I hope I'm not muddying the waters but dbd::mysql UTF support for
returned
data (not metadata) seems to be nearly there. I need UTF8 support on
at least inserted and returned results-sets although I'm less bothered
by UTF8 table/column names. It would seem that if you define your
table as
using UTF8 then insertion is not a problem but retrieval is. The
following code nearly works - it is just the setting of the utf8
flag on
the returned data that is wrong:
#!/usr/bin/perl -w
use strict;
use DBI qw(:utils);
use charnames ':full';
use Encode;
print "Is utf8::is_utf8 defined: ", defined &utf8::is_utf8, "\n";
print "Is utf8::valid defined: ", defined &utf8::valid, "\n";
my $str = "\x{263a}xxx" . chr(0x05d0) . "\N{ARABIC LETTER ALEF}"; #
smiley
print join(" ", unpack("H*", $str)), "\n";
print "length(str) = ", length($str), "\n";
print "bytes::length(str) = ", bytes::length($str), "\n";
print "utf8::is_utf8 = ", utf8::is_utf8($str) ? 1 : 0, "\n";
print "data_string_desc: ", data_string_desc($str),"\n";
open OUT, ">uni.out";
binmode(OUT, ":utf8");
print OUT "$str\n";
# data written to uni.out is UTF8
my $dbh = DBI->connect("dbi:mysql:test", "xxx", "xxx");
# there are posts on dbi-user as to whether both or either of
# the following should be set
$dbh->do("set character set utf8");
$dbh->do("set names utf8");
$dbh->do("drop table if exists utf");
$dbh->do("create table utf (a char(100)) default charset utf8");
my $sth = $dbh->prepare("insert into utf values (?)");
$sth->execute($str);
$sth = $dbh->prepare("select * from utf");
$sth->execute;
my @row = $sth->fetchrow_array;
print "data_string_desc (after fetch): ",
data_string_desc($row[0]),"\n";
# the following shows we'e got the right data back
# but perl does not know it is utf8
print join(" ", unpack("H*", $row[0])), "\n";
# turning on utf8 causes the rignt uf8 sequence to be output
# and hence sv_utf8_upgrade(sv) will probably work
Encode::_utf8_on($row[0]);
print "data_string_desc (after fetch): ",
data_string_desc($row[0]),"\n";
open OUT, ">utf.out";
binmode (OUT, ":utf8");
print OUT $row[0];
close OUT;
# data written to utf.out is not UTF8 unless is marked utf8
produces:
Is utf8::is_utf8 defined: 1
Is utf8::valid defined: 1
e298ba787878d790d8a7
length(str) = 6
bytes::length(str) = 10
utf8::is_utf8 = 1
data_string_desc: UTF8 on, non-ASCII, 6 characters 10 bytes
data_string_desc (after fetch): UTF8 off, non-ASCII, 10 characters
10 bytes
e298ba787878d790d8a7
with utf.out containing:
<C3><A2><C2><98><C2><BA>xxx<C3><97><C2><90><C3><98><C2><A7>
without that Encode::_utf8_on($row[0]);
Michael Kröll (apr-10-2006)
posted a change for DBD::db2 which seemed to sort this out for DB2
so a similar change could be added to mysql.
Hope this helps.
Martin
--
Martin J. Evans
Easysoft Ltd, UK
http://www.easysoft.com
On 24-Apr-2006 Tim Bunce wrote:
[I'm at the mysql conference and Patrick asked me about adding utf8
support to DBD::mysql. I said I'd look at the libmysql docs and
give my
thoughts. I'm posting to dbi-dev since it may be of interest to
others
interested in enhancing DBD::mysql and to other driver developers.
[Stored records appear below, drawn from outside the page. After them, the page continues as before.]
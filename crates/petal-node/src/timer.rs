//! The stem pool's single timer, backed by tokio.
//!
//! Arming spawns one sleep task that posts [`PoolEvent::TimerFired`] to the
//! service loop; re-arming or cancelling aborts it first, so at most one
//! task is ever pending. The clock is tokio's, which lets tests pause and
//! advance time.

use std::time::Duration;

use petal_core::traits::StemTimer;
use tokio::runtime::Handle;
use tokio::sync::mpsc;
use tokio::task::JoinHandle;
use tokio::time::Instant;
use tracing::trace;

use crate::service::PoolEvent;

pub struct TokioTimer {
    runtime: Handle,
    events: mpsc::UnboundedSender<PoolEvent>,
    epoch: Instant,
    pending: Option<JoinHandle<()>>,
}

impl std::fmt::Debug for TokioTimer {
    fn fmt(&self, f: &mut std::fmt::Formatter<'_>) -> std::fmt::Result {
        f.debug_struct("TokioTimer")
            .field("now_ms", &self.now_ms())
            .field("pending", &self.pending.is_some())
            .finish()
    }
}

impl TokioTimer {
    /// Timer that spawns on `runtime` and reports to `events`.
    pub fn new(runtime: Handle, events: mpsc::UnboundedSender<PoolEvent>) -> Self {
        Self { runtime, events, epoch: Instant::now(), pending: None }
    }
}

impl StemTimer for TokioTimer {
    fn now_ms(&self) -> u64 {
        u64::try_from(self.epoch.elapsed().as_millis()).unwrap_or(u64::MAX)
    }

    fn arm(&mut self, timeout_ms: u64) {
        self.cancel();
        let events = self.events.clone();
        self.pending = Some(self.runtime.spawn(async move {
            tokio::time::sleep(Duration::from_millis(timeout_ms)).await;
            // The service may be gone; nothing to fire into then.
            let _ = events.send(PoolEvent::TimerFired);
        }));
        trace!(timeout_ms, "tokio timer armed");
    }

    fn cancel(&mut self) {
        if let Some(task) = self.pending.take() {
            task.abort();
        }
    }
}

impl Drop for TokioTimer {
    fn drop(&mut self) {
        self.cancel();
    }
}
These are just random thoughts from a quick look at the docs.]
The keys mysql docs seem to be
http://dev.mysql.com/doc/refman/4.1/en/charset-connection.html
The mysql api and client->server protocol doesn't support passing
characterset info to the server on a per-statement / per-bind
value basis.
(http://dev.mysql.com/doc/refman/4.1/en/c-api-prepared-statement-datatypes.ht
m
l)
So the sane way to send utf8 to the server is by setting the
'connection
character set' to utf8 and then only sending utf8 (or its ASCII
subset)
to the server on that connection.
*** Fetching data:
MySQL 4.1.0 added "unsigned int charsetnr" to the MYSQL_FIELD
structure.
It's the "character set number for the field".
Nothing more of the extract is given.